◆ YOUR OBJECTIVE ◆
In this exercise, each record below is to be written out again exactly.

◆ ◆ ◆ ◆ ◆ ◆ ◆

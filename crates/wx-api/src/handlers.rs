//! HTTP handlers for the weather Tool Endpoint
//!
//! One operation: get current weather for a named city. The condition is
//! fixed; the handler's only failure mode is malformed input.

use axum::{http::StatusCode, Json};
use serde::{Deserialize, Serialize};
use serde_json::Value as JsonValue;
use tracing::{debug, info};

use crate::error::ApiError;

/// The one weather condition this endpoint ever reports
pub const CONDITION: &str = "sunny";

/// Weather request payload
#[derive(Debug, Deserialize)]
pub struct WeatherRequest {
    /// City name to query
    pub city: String,
}

/// Weather response payload
#[derive(Debug, Serialize, Deserialize)]
pub struct WeatherResponse {
    /// The city name, echoed unchanged
    pub city: String,
    /// Weather condition (always "sunny")
    pub condition: String,
}

/// Generic API error response
#[derive(Debug, Serialize, Deserialize)]
pub struct ErrorResponse {
    pub error: String,
}

/// Health check endpoint
pub async fn health() -> &'static str {
    "OK"
}

/// Weather endpoint - report the (fixed) current weather for a city
pub async fn get_weather(
    Json(payload): Json<JsonValue>,
) -> Result<Json<WeatherResponse>, (StatusCode, Json<ErrorResponse>)> {
    debug!("Weather request: {:?}", payload);

    let city = match parse_city(payload) {
        Ok(city) => city,
        Err(e) => {
            return Err((
                StatusCode::BAD_REQUEST,
                Json(ErrorResponse {
                    error: e.to_string(),
                }),
            ));
        }
    };

    info!("Weather lookup for city: {}", city);

    Ok(Json(WeatherResponse {
        city,
        condition: CONDITION.to_string(),
    }))
}

/// Extract and validate the city name from the request body
fn parse_city(payload: JsonValue) -> crate::Result<String> {
    let request: WeatherRequest = serde_json::from_value(payload)
        .map_err(|e| ApiError::InvalidRequest(format!("Malformed weather request: {}", e)))?;

    if request.city.trim().is_empty() {
        return Err(ApiError::InvalidRequest(
            "City name must not be empty".to_string(),
        ));
    }

    Ok(request.city)
}
//! Tool manager for registering and executing tools

use std::collections::HashMap;
use std::sync::Arc;

use serde_json::Value as JsonValue;

use crate::llm::ToolDefinition;
use crate::tool::{Tool, ToolResult};
use crate::{Error, Result};

/// Manager for registered tools
///
/// Handles tool registration, retrieval, and execution.
pub struct ToolManager {
    /// Registered tools indexed by name
    tools: HashMap<String, Arc<dyn Tool>>,
}

impl ToolManager {
    /// Create a new empty tool manager
    pub fn new() -> Self {
        Self {
            tools: HashMap::new(),
        }
    }

    /// Register a tool
    ///
    /// If a tool with the same name already exists, it will be replaced.
    pub fn register(&mut self, tool: Arc<dyn Tool>) {
        self.tools.insert(tool.name().to_string(), tool);
    }

    /// Get a tool by name
    pub fn get(&self, name: &str) -> Option<Arc<dyn Tool>> {
        self.tools.get(name).cloned()
    }

    /// Get all registered tool definitions for Claude API
    pub fn definitions(&self) -> Vec<ToolDefinition> {
        self.tools
            .values()
            .map(|t| ToolDefinition::new(t.name(), t.description(), t.input_schema()))
            .collect()
    }

    /// Execute a tool by name
    ///
    /// # Errors
    /// Returns [`Error::UnknownTool`] if no tool with that name is
    /// registered; execution failures propagate from the tool itself.
    pub async fn execute(&self, name: &str, input: JsonValue) -> Result<ToolResult> {
        let tool = self
            .get(name)
            .ok_or_else(|| Error::UnknownTool(name.to_string()))?;
        tool.execute(input).await
    }

    /// Check if a tool is registered
    pub fn contains(&self, name: &str) -> bool {
        self.tools.contains_key(name)
    }

    /// Get the number of registered tools
    pub fn len(&self) -> usize {
        self.tools.len()
    }

    /// Check if no tools are registered
    pub fn is_empty(&self) -> bool {
        self.tools.is_empty()
    }

    /// Get all registered tool names
    pub fn tool_names(&self) -> Vec<&str> {
        self.tools.keys().map(|s| s.as_str()).collect()
    }
}

impl Default for ToolManager {
    fn default() -> Self {
        Self::new()
    }
}
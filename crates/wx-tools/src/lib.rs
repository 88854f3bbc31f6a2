//! wx-tools: Built-in tools for wx-chat
//!
//! This crate provides the tools the Mediator can offer to the model.

use std::sync::Arc;

use wx_core::{Config, ToolManager};

pub mod weather;

pub use weather::GetWeatherTool;

/// Register all default built-in tools with the tool manager
pub fn register_default_tools(manager: &mut ToolManager, config: &Config) {
    manager.register(Arc::new(GetWeatherTool::new(
        config.weather.endpoint_url.clone(),
    )));
}

#[cfg(test)]
mod tests {
    use super::*;

    #[test]
    fn test_register_default_tools() {
        let config = Config::default();
        let mut manager = ToolManager::new();
        register_default_tools(&mut manager, &config);

        assert_eq!(manager.len(), 1);
        assert!(manager.contains("get_weather"));
    }
}
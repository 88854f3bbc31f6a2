//! LLM API client and types
//!
//! Claude Messages API client plus the per-turn tool loop.

mod client;
mod types;

pub use client::ClaudeClient;
pub use types::*;
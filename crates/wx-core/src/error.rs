//! Error types for wx-core

use thiserror::Error;

/// Main error type for wx-core
#[derive(Error, Debug)]
pub enum Error {
    #[error("Model API error: {0}")]
    ModelApi(String),

    #[error("HTTP request failed: {0}")]
    Http(#[from] reqwest::Error),

    #[error("JSON parsing error: {0}")]
    Json(#[from] serde_json::Error),

    #[error("Unknown tool: {0}")]
    UnknownTool(String),

    #[error("Invalid argument: {0}")]
    InvalidArgument(String),

    #[error("Tool execution error: {0}")]
    ToolExecution(String),

    #[error("Configuration error: {0}")]
    Config(String),

    #[error("IO error: {0}")]
    Io(#[from] std::io::Error),
}

/// Result type alias for wx-core
pub type Result<T> = std::result::Result<T, Error>;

◆ ◆ ◆ ◆ ◆ ◆ ◆

◆ YOUR SOLUTION ◆
filename crates/wx-api/src/handlers.rs
//! HTTP handlers for the weather Tool Endpoint
//!
//! One operation: get current weather for a named city. The condition is
//! fixed; the handler's only failure mode is malformed input.

use axum::{http::StatusCode, Json};
use serde::{Deserialize, Serialize};
use serde_json::Value as JsonValue;
use tracing::{debug, info};

use crate::error::ApiError;

/// The one weather condition this endpoint ever reports
pub const CONDITION: &str = "sunny";

/// Weather request payload
#[derive(Debug, Deserialize)]
pub struct WeatherRequest {
    /// City name to query
    pub city: String,
}

/// Weather response payload
#[derive(Debug, Serialize, Deserialize)]
pub struct WeatherResponse {
    /// The city name, echoed unchanged
    pub city: String,
    /// Weather condition (always "sunny")
    pub condition: String,
}

/// Generic API error response
#[derive(Debug, Serialize, Deserialize)]
pub struct ErrorResponse {
    pub error: String,
}

/// Health check endpoint
pub async fn health() -> &'static str {
    "OK"
}

/// Weather endpoint - report the (fixed) current weather for a city
pub async fn get_weather(
    Json(payload): Json<JsonValue>,
) -> Result<Json<WeatherResponse>, (StatusCode, Json<ErrorResponse>)> {
    debug!("Weather request: {:?}", payload);

    let city = match parse_city(payload) {
        Ok(city) => city,
        Err(e) => {
            return Err((
                StatusCode::BAD_REQUEST,
                Json(ErrorResponse {
                    error: e.to_string(),
                }),
            ));
        }
    };

    info!("Weather lookup for city: {}", city);

    Ok(Json(WeatherResponse {
        city,
        condition: CONDITION.to_string(),
    }))
}

/// Extract and validate the city name from the request body
fn parse_city(payload: JsonValue) -> crate::Result<String> {
    let request: WeatherRequest = serde_json::from_value(payload)
        .map_err(|e| ApiError::InvalidRequest(format!("Malformed weather request: {}", e)))?;

    if request.city.trim().is_empty() {
        return Err(ApiError::InvalidRequest(
            "City name must not be empty".to_string(),
        ));
    }

    Ok(request.city)
}
//! Tool manager for registering and executing tools

use std::collections::HashMap;
use std::sync::Arc;

use serde_json::Value as JsonValue;

use crate::llm::ToolDefinition;
use crate::tool::{Tool, ToolResult};
use crate::{Error, Result};

/// Manager for registered tools
///
/// Handles tool registration, retrieval, and execution.
pub struct ToolManager {
    /// Registered tools indexed by name
    tools: HashMap<String, Arc<dyn Tool>>,
}

impl ToolManager {
    /// Create a new empty tool manager
    pub fn new() -> Self {
        Self {
            tools: HashMap::new(),
        }
    }

    /// Register a tool
    ///
    /// If a tool with the same name already exists, it will be replaced.
    pub fn register(&mut self, tool: Arc<dyn Tool>) {
        self.tools.insert(tool.name().to_string(), tool);
    }

    /// Get a tool by name
    pub fn get(&self, name: &str) -> Option<Arc<dyn Tool>> {
        self.tools.get(name).cloned()
    }

    /// Get all registered tool definitions for Claude API
    pub fn definitions(&self) -> Vec<ToolDefinition> {
        self.tools
            .values()
            .map(|t| ToolDefinition::new(t.name(), t.description(), t.input_schema()))
            .collect()
    }

    /// Execute a tool by name
    ///
    /// # Errors
    /// Returns [`Error::UnknownTool`] if no tool with that name is
    /// registered; execution failures propagate from the tool itself.
    pub async fn execute(&self, name: &str, input: JsonValue) -> Result<ToolResult> {
        let tool = self
            .get(name)
            .ok_or_else(|| Error::UnknownTool(name.to_string()))?;
        tool.execute(input).await
    }

    /// Check if a tool is registered
    pub fn contains(&self, name: &str) -> bool {
        self.tools.contains_key(name)
    }

    /// Get the number of registered tools
    pub fn len(&self) -> usize {
        self.tools.len()
    }

    /// Check if no tools are registered
    pub fn is_empty(&self) -> bool {
        self.tools.is_empty()
    }

    /// Get all registered tool names
    pub fn tool_names(&self) -> Vec<&str> {
        self.tools.keys().map(|s| s.as_str()).collect()
    }
}

impl Default for ToolManager {
    fn default() -> Self {
        Self::new()
    }
}
filename crates/wx-tools/src/lib.rs
repository 88854f3bbc31f6a2
//! wx-tools: Built-in tools for wx-chat
//!
//! This crate provides the tools the Mediator can offer to the model.

use std::sync::Arc;

use wx_core::{Config, ToolManager};

pub mod weather;

pub use weather::GetWeatherTool;

/// Register all default built-in tools with the tool manager
pub fn register_default_tools(manager: &mut ToolManager, config: &Config) {
    manager.register(Arc::new(GetWeatherTool::new(
        config.weather.endpoint_url.clone(),
    )));
}

#[cfg(test)]
mod tests {
    use super::*;

    #[test]
    fn test_register_default_tools() {
        let config = Config::default();
        let mut manager = ToolManager::new();
        register_default_tools(&mut manager, &config);

        assert_eq!(manager.len(), 1);
        assert!(manager.contains("get_weather"));
    }
}
repository 88854f3bbc31f6a2
//! LLM API client and types
//!
//! Claude Messages API client plus the per-turn tool loop.

mod client;
mod types;

pub use client::ClaudeClient;
pub use types::*;
filename crates/wx-core/src/error.rs
//! Error types for wx-core

use thiserror::Error;

/// Main error type for wx-core
#[derive(Error, Debug)]
pub enum Error {
    #[error("Model API error: {0}")]
    ModelApi(String),

    #[error("HTTP request failed: {0}")]
    Http(#[from] reqwest::Error),

    #[error("JSON parsing error: {0}")]
    Json(#[from] serde_json::Error),

    #[error("Unknown tool: {0}")]
    UnknownTool(String),

    #[error("Invalid argument: {0}")]
    InvalidArgument(String),

    #[error("Tool execution error: {0}")]
    ToolExecution(String),

    #[error("Configuration error: {0}")]
    Config(String),

    #[error("IO error: {0}")]
    Io(#[from] std::io::Error),
}

/// Result type alias for wx-core
pub type Result<T> = std::result::Result<T, Error>;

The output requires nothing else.